A serious European hotel operator has filed for insolvency proceedings, sparking issues about what lies forward for its properties all through Europe.
Revo Hospitality Group, previously HR Group, was established in 2008 and is Europe’s greatest white-label hotel operator – a third-celebration management company that operates inns on behalf of house owners with out that includes its own branding.
The firm oversees more than 260 inns throughout 12 European international locations and 146 cities. The assortment consists of many inns operating below distinguished franchise names like Hilton and ibis Styles, in addition to its own manufacturers, together with Hyperion.
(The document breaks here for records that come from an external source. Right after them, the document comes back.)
//! Statement-scoped generation errors.
//!
//! Any of these aborts the statement being built and nothing else; the batch
//! generator decides whether to skip it or stop.

use crate::dialect::Dialect;
use sql_datagen::{DataType, StorageClass};

#[derive(Debug, Clone, PartialEq, thiserror::Error)]
pub enum GenError {
    #[error("invalid argument: {0}")]
    InvalidArgument(String),

    #[error("{data_type} cannot be represented by a {requested} value")]
    TypeMismatch {
        data_type: DataType,
        requested: StorageClass,
    },

    #[error("keyword `{keyword}` has no {dialect} mapping")]
    UnmappedKeyword { keyword: String, dialect: Dialect },

    #[error("keyword `{keyword}` is not enabled")]
    DisabledKeyword { keyword: String },

    #[error("table `{table}` has no eligible column ({requirement})")]
    NoEligibleColumn { table: String, requirement: String },

    #[error("unsupported construct: {0}")]
    UnsupportedConstruct(String),
}

impl From<sql_datagen::Error> for GenError {
    fn from(err: sql_datagen::Error) -> Self {
        match err {
            sql_datagen::Error::InvalidArgument(msg) => GenError::InvalidArgument(msg),
            sql_datagen::Error::TypeMismatch {
                data_type,
                requested,
            } => GenError::TypeMismatch {
                data_type,
                requested,
            },
            sql_datagen::Error::NoEligibleColumn { table, requirement } => {
                GenError::NoEligibleColumn { table, requirement }
            }
        }
    }
}

pub type Result<T> = std::result::Result<T, GenError>;
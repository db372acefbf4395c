//! YAML configuration for the generate command.
//!
//! Every field is optional; command-line flags take precedence over values
//! read from the file.

use crate::batch::ErrorPolicy;
use crate::statement::{builtin_templates, Template};
use anyhow::{bail, Context};
use chrono::NaiveDateTime;
use once_cell::sync::Lazy;
use regex::Regex;
use schemars::JsonSchema;
use serde::{Deserialize, Serialize};
use sql_datagen::{DataType, RandomTemporal, Table, ValueGenerator};
use std::fs;
use std::path::Path;
use std::sync::Arc;

static IDENTIFIER_RE: Lazy<Regex> =
    Lazy::new(|| Regex::new(r"^[A-Za-z_][A-Za-z0-9_]*$").unwrap());

pub const DATETIME_FORMAT: &str = "%Y-%m-%d %H:%M:%S";

pub fn is_valid_identifier(name: &str) -> bool {
    IDENTIFIER_RE.is_match(name)
}

/// How date/time/timestamp values are produced
#[derive(Debug, Clone, Default, PartialEq, Eq, Serialize, Deserialize, JsonSchema)]
#[serde(tag = "mode", rename_all = "lowercase")]
pub enum TemporalConfig {
    /// Fixed literals (default)
    #[default]
    Fixed,
    /// Uniform over `[start, end]`, both formatted `YYYY-MM-DD HH:MM:SS`
    Random { start: String, end: String },
}

#[derive(Debug, Clone, PartialEq, Eq, Serialize, Deserialize, JsonSchema)]
pub struct ColumnConfig {
    pub name: String,
    /// Column type, e.g. `big_int` or `BIG_INT`
    #[serde(rename = "type")]
    #[schemars(with = "String")]
    pub data_type: DataType,
}

#[derive(Debug, Clone, PartialEq, Eq, Serialize, Deserialize, JsonSchema)]
pub struct TableConfig {
    pub name: String,
    #[serde(default)]
    pub rows: usize,
    pub columns: Vec<ColumnConfig>,
}

#[derive(Debug, Clone, PartialEq, Eq, Serialize, Deserialize, JsonSchema)]
pub struct TemplateConfig {
    pub name: String,
    pub text: String,
    #[serde(default = "default_weight")]
    pub weight: u32,
}

fn default_weight() -> u32 {
    1
}

/// Complete YAML configuration for the generate command
#[derive(Debug, Clone, Default, PartialEq, Eq, Serialize, Deserialize, JsonSchema)]
#[serde(default)]
pub struct GenerateYamlConfig {
    /// Random seed for reproducibility
    pub seed: Option<u64>,
    /// Number of statements to generate
    pub statements: Option<usize>,
    /// Worker threads
    pub workers: Option<usize>,
    /// skip or abort on a failed statement
    pub on_error: Option<ErrorPolicy>,
    pub temporal: TemporalConfig,
    /// Explicit tables; random tables are synthesized when empty
    pub tables: Vec<TableConfig>,
    /// Templates; the built-in set is used when empty
    pub templates: Vec<TemplateConfig>,
}

impl GenerateYamlConfig {
    /// Load configuration from a YAML file
    pub fn load(path: &Path) -> anyhow::Result<Self> {
        let content =
            fs::read_to_string(path).with_context(|| format!("reading {}", path.display()))?;
        let config: GenerateYamlConfig = serde_yaml_ng::from_str(&content)
            .with_context(|| format!("parsing {}", path.display()))?;
        config.validate()?;
        Ok(config)
    }

    pub fn validate(&self) -> anyhow::Result<()> {
        for table in &self.tables {
            if !is_valid_identifier(&table.name) {
                bail!("invalid table name `{}`", table.name);
            }
            if table.columns.is_empty() {
                bail!("table `{}` has no columns", table.name);
            }
            for column in &table.columns {
                if !is_valid_identifier(&column.name) {
                    bail!("invalid column name `{}` in table `{}`", column.name, table.name);
                }
            }
        }
        for template in &self.templates {
            if template.weight == 0 {
                tracing::warn!(
                    template = %template.name,
                    "template has weight 0 and will never be picked"
                );
            }
        }
        Ok(())
    }

    /// Tables declared in the file, in order.
    pub fn build_tables(&self) -> anyhow::Result<Vec<Table>> {
        self.tables
            .iter()
            .map(|t| {
                let mut table = Table::new(&t.name).with_row_count(t.rows);
                for c in &t.columns {
                    table
                        .add_column(&c.name, c.data_type)
                        .with_context(|| format!("table `{}`", t.name))?;
                }
                Ok(table)
            })
            .collect()
    }

    /// Declared templates, or the built-in set when none are declared.
    pub fn build_templates(&self) -> anyhow::Result<Vec<Template>> {
        if self.templates.is_empty() {
            return Ok(builtin_templates()?);
        }
        self.templates
            .iter()
            .map(|t| {
                Template::parse(&t.name, &t.text)
                    .map(|tpl| tpl.with_weight(t.weight))
                    .with_context(|| format!("template `{}`", t.name))
            })
            .collect()
    }

    pub fn value_generator(&self) -> anyhow::Result<ValueGenerator> {
        match &self.temporal {
            TemporalConfig::Fixed => Ok(ValueGenerator::default()),
            TemporalConfig::Random { start, end } => {
                let start = parse_datetime(start)?;
                let end = parse_datetime(end)?;
                let source = RandomTemporal::new(start, end)?;
                Ok(ValueGenerator::with_temporal(Arc::new(source)))
            }
        }
    }
}

fn parse_datetime(text: &str) -> anyhow::Result<NaiveDateTime> {
    NaiveDateTime::parse_from_str(text, DATETIME_FORMAT)
        .with_context(|| format!("`{text}` is not a {DATETIME_FORMAT} datetime"))
}

#[cfg(test)]
mod tests {
    use super::*;

    #[test]
    fn test_identifier_validation() {
        assert!(is_valid_identifier("orders"));
        assert!(is_valid_identifier("_tmp1"));
        assert!(!is_valid_identifier("1st"));
        assert!(!is_valid_identifier("drop table"));
        assert!(!is_valid_identifier(""));
    }

    #[test]
    fn test_temporal_random_requires_valid_window() {
        let config = GenerateYamlConfig {
            temporal: TemporalConfig::Random {
                start: "2024-01-02 00:00:00".to_string(),
                end: "2024-01-01 00:00:00".to_string(),
            },
            ..Default::default()
        };
        assert!(config.value_generator().is_err());
    }
}
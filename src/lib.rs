//! Template-driven SQL generation for PostgreSQL and BigQuery.
//!
//! A statement [`Template`](statement::Template) is walked once per statement.
//! Each construct makes its random choices a single time and is then rendered
//! for both dialects, so statement *i* in one dialect is the same logical
//! request as statement *i* in the other. Keywords come from a
//! [`KeywordCatalog`](keywords::KeywordCatalog); rows, column types and
//! schemas come from [`sql_datagen`].

pub mod batch;
pub mod cmd;
pub mod config;
pub mod dialect;
pub mod error;
pub mod json_schema;
pub mod keywords;
pub mod statement;
pub mod token;
pub mod writer;

pub use batch::{Batch, BatchGenerator, BatchOptions, ErrorPolicy, GenerateStats};
pub use dialect::Dialect;
pub use error::{GenError, Result};
pub use keywords::{KeywordCatalog, KeywordMap};
pub use statement::{StatementAssembler, StatementPair, Template};
pub use token::{Token, TokenGenerator, TokenInfo, TokenParams, TokenType};
pub use writer::{DirectorySink, MemorySink, OutputSink};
Last week, the company introduced plans to restructure by way of self-administration by summer time, whereas noting that inns in two nations would stay operational.
The company acknowledged: “Around 140 companies belonging to the Revo Hospitality Group have filed for insolvency under their own management at Charlottenburg District Court. The approximately 125 hotels in Germany and Austria will continue to operate with all 5,500 employees. The proceedings will be supervised by court-appointed administrators.”
In a press release, the company clarified: “With the economic crisis, 140 companies, including the management and holding company, got into difficulties.
“In specific, elevated wage prices and the sharp rise in minimal wages, but in addition greater prices for rent, vitality and food, are weighing on the business. Above all, the sturdy growth of the Revo Hospitality Group lately led to duplicate buildings and integration issues.”
Where does Revo Hospitality Group operate hotels?
The company’s properties span Switzerland, France, the Netherlands, Czech Republic, Italy, Poland and Spain, with the majority of Revo Hospitality’s hotels situated in Germany. When announcing insolvency proceedings last week, Revo Hospitality pointed to mounting costs as a major burden on operations, according to the Express.
The hotel chain purchased its inaugural property in Leipzig, Germany, back in 2008.
By 2020, it was running 51 hotels but underwent aggressive expansion in the following years, producing €1.3 billion (approximately $1.5 billion) in yearly revenue and maintaining a workforce of around 8,300 employees throughout Europe, based on reports.
The group explained: “The acquisition of the new inns concerned appreciable prices. On the opposite hand, the quantity of in a single day stays didn’t increase as anticipated and the deliberate turnover for 2025 was not achieved.”
Specialists have been enlisted to regular operations and develop a restructuring strategy.